Чтобы указать на эти закономерности, нужно ответить на вопрос, почему вообще оказывается необходим аппарат таких необычных понятий, как складка, разрыв, просвет, перезвон тишины и т. д.? Для примера обратимся к перезвону тишины, к ее, говоря феноменологически, перцептивной ноэме. Само по себе словосочетание выглядит вполне самопонятным. Тишину, близкую к абсолютной, принято называть звенящей. В языке это устойчивая ассоциация. Таким образом, перезвон свидетельствует не о нарушении тишины, а, напротив, о ее полноте.

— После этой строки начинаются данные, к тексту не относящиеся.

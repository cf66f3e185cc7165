//! # board - Kanban Task Board
//!
//! A file-backed task board for the terminal. Tasks sit in three status
//! columns (To Do, In Progress, Complete) and move between them by dropping a
//! card onto a column or onto another card.
//!
//! ## Key Features
//!
//! - **Kanban and list views**: columns with per-status counts, or a table with
//!   status filter buttons and title search
//! - **Drag and drop from the keyboard**: pick a card up with `Space`, aim, drop
//! - **Write-through storage**: every change is saved immediately to
//!   `<data dir>/tasks.json`; a missing or unreadable file falls back to a
//!   small seed board
//! - **Scriptable CLI**: every board operation is also a subcommand
//!
//! ## Quick Start
//!
//! ```bash
//! # Open the board
//! board
//!
//! # Add a task
//! board add "Write release notes" --priority important --assignee "Ann,Bo"
//!
//! # Drop task 4 onto the complete column, or onto a card id inside it
//! board move 4 complete
//! board move 4 complete-6
//!
//! # Filtered list
//! board list --status in-progress --search patient
//! ```
//!
//! ## Configuration
//!
//! Flags beat environment variables (`TASKBOARD_DATA_DIR`, `TASKBOARD_CONFIG`,
//! `TASKBOARD_LOG`), which beat `<config dir>/taskboard/config.toml`, which
//! beats the built-in defaults. `RUST_LOG` overrides the log level.

use clap::Parser;

pub mod board;
pub mod cli;
pub mod cmd;
pub mod config;
pub mod dnd;
pub mod fields;
pub mod format;
pub mod logging;
pub mod seed;
pub mod storage;
pub mod store;
pub mod task;
pub mod validate;
pub mod tui {
    pub mod app;
    pub mod colors;
    pub mod enums;
    pub mod input;
    pub mod run;
    pub mod task_form;
}

use cli::Cli;
use cmd::*;
use config::Config;
use storage::{FileStore, TaskRepository};
use store::TaskStore;

fn main() {
    let cli = Cli::parse();

    let config = match Config::load(&cli) {
        Ok(config) => config,
        Err(e) => {
            eprintln!("{e}");
            std::process::exit(1);
        }
    };

    let command = cli.command.unwrap_or(Commands::Ui);

    // The UI owns the terminal, so it logs to a file; everything else to stderr.
    let _log_guard = match command {
        Commands::Ui => logging::init_file(&config.log_level, &config.log_file),
        _ => {
            logging::init_stderr(&config.log_level);
            None
        }
    };
    tracing::debug!(?config, "configuration resolved");

    let mut store = TaskStore::open(TaskRepository::new(FileStore::new(&config.data_dir)));

    match command {
        Commands::Ui => cmd_ui(store, config.default_view),

        Commands::Add { title, status, start, end, assignees, priority, desc } =>
            cmd_add(&mut store, title, status, start, end, assignees, priority, desc),

        Commands::List { search, status } => cmd_list(&store, search, status),

        Commands::Board { search } => cmd_board(&store, search),

        Commands::View { id } => cmd_view(&store, id),

        Commands::Update {
            id, title, status, start, end, assignees, clear_assignees, priority, desc, clear_desc,
        } => cmd_update(&mut store, id, title, status, start, end, assignees, clear_assignees,
                        priority, desc, clear_desc),

        Commands::Move { id, target } => cmd_move(&mut store, id, target),

        Commands::Advance { id } => cmd_advance(&mut store, id),

        Commands::Delete { id } => cmd_delete(&mut store, id),

        Commands::Reset => cmd_reset(&mut store),

        Commands::Completions { shell } => cmd_completions(shell),
    }
}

Однако остается не проясненным вопрос о том, что в принципе означает и как бывает полная тишина? Если стихают все звуки, и смолкают все голоса, является ли это само по себе достаточным условием того, чтобы воцарилась звенящая тишина?
Можно провести аналогию с белой стеной, которую в «Нулевом годе» «Тысячи плато» Ж. Делез и Ф. Гваттари[31] рассматривают в системе с черной дырой как поверхность, куда, следуя оси означивания, записываются знаки. Косвенное обстоятельство, которое не сразу удается заметить, состоит в том, что стена на самом деле никогда не бывает абсолютно белой. И дело не в наличии черных дыр субъективации. Даже без них стена не абсолютно белая. Невозможно обнулить карту значений, полностью стереть знаки с их носителя. Белая стена — это своего рода палимпсест, под внешней поверхностью которого находится множество слоев, несущих следы предшествующих означиваний. В структуралистском контексте следовало бы говорить о коде. Белая стена — это совокупное трансцендентальное означающее. Никакое восприятие, даже содержательно пустое, соответствующее тому, что в терминологии Э. Гуссерля называется «сигнитивной интенцией», не обходится без белой стены. Если такого рода понимание, которое, как утверждает Гадамер, есть «свершение», «идущее издалека»[32], экстраполировать на «перезвон тишины», то он получит следующее истолкование: «перезвон тишины» не указывает на абсолютное отсутствие какого бы то ни было звучания, а выступает условием его чистоты, подлинности, изначальности.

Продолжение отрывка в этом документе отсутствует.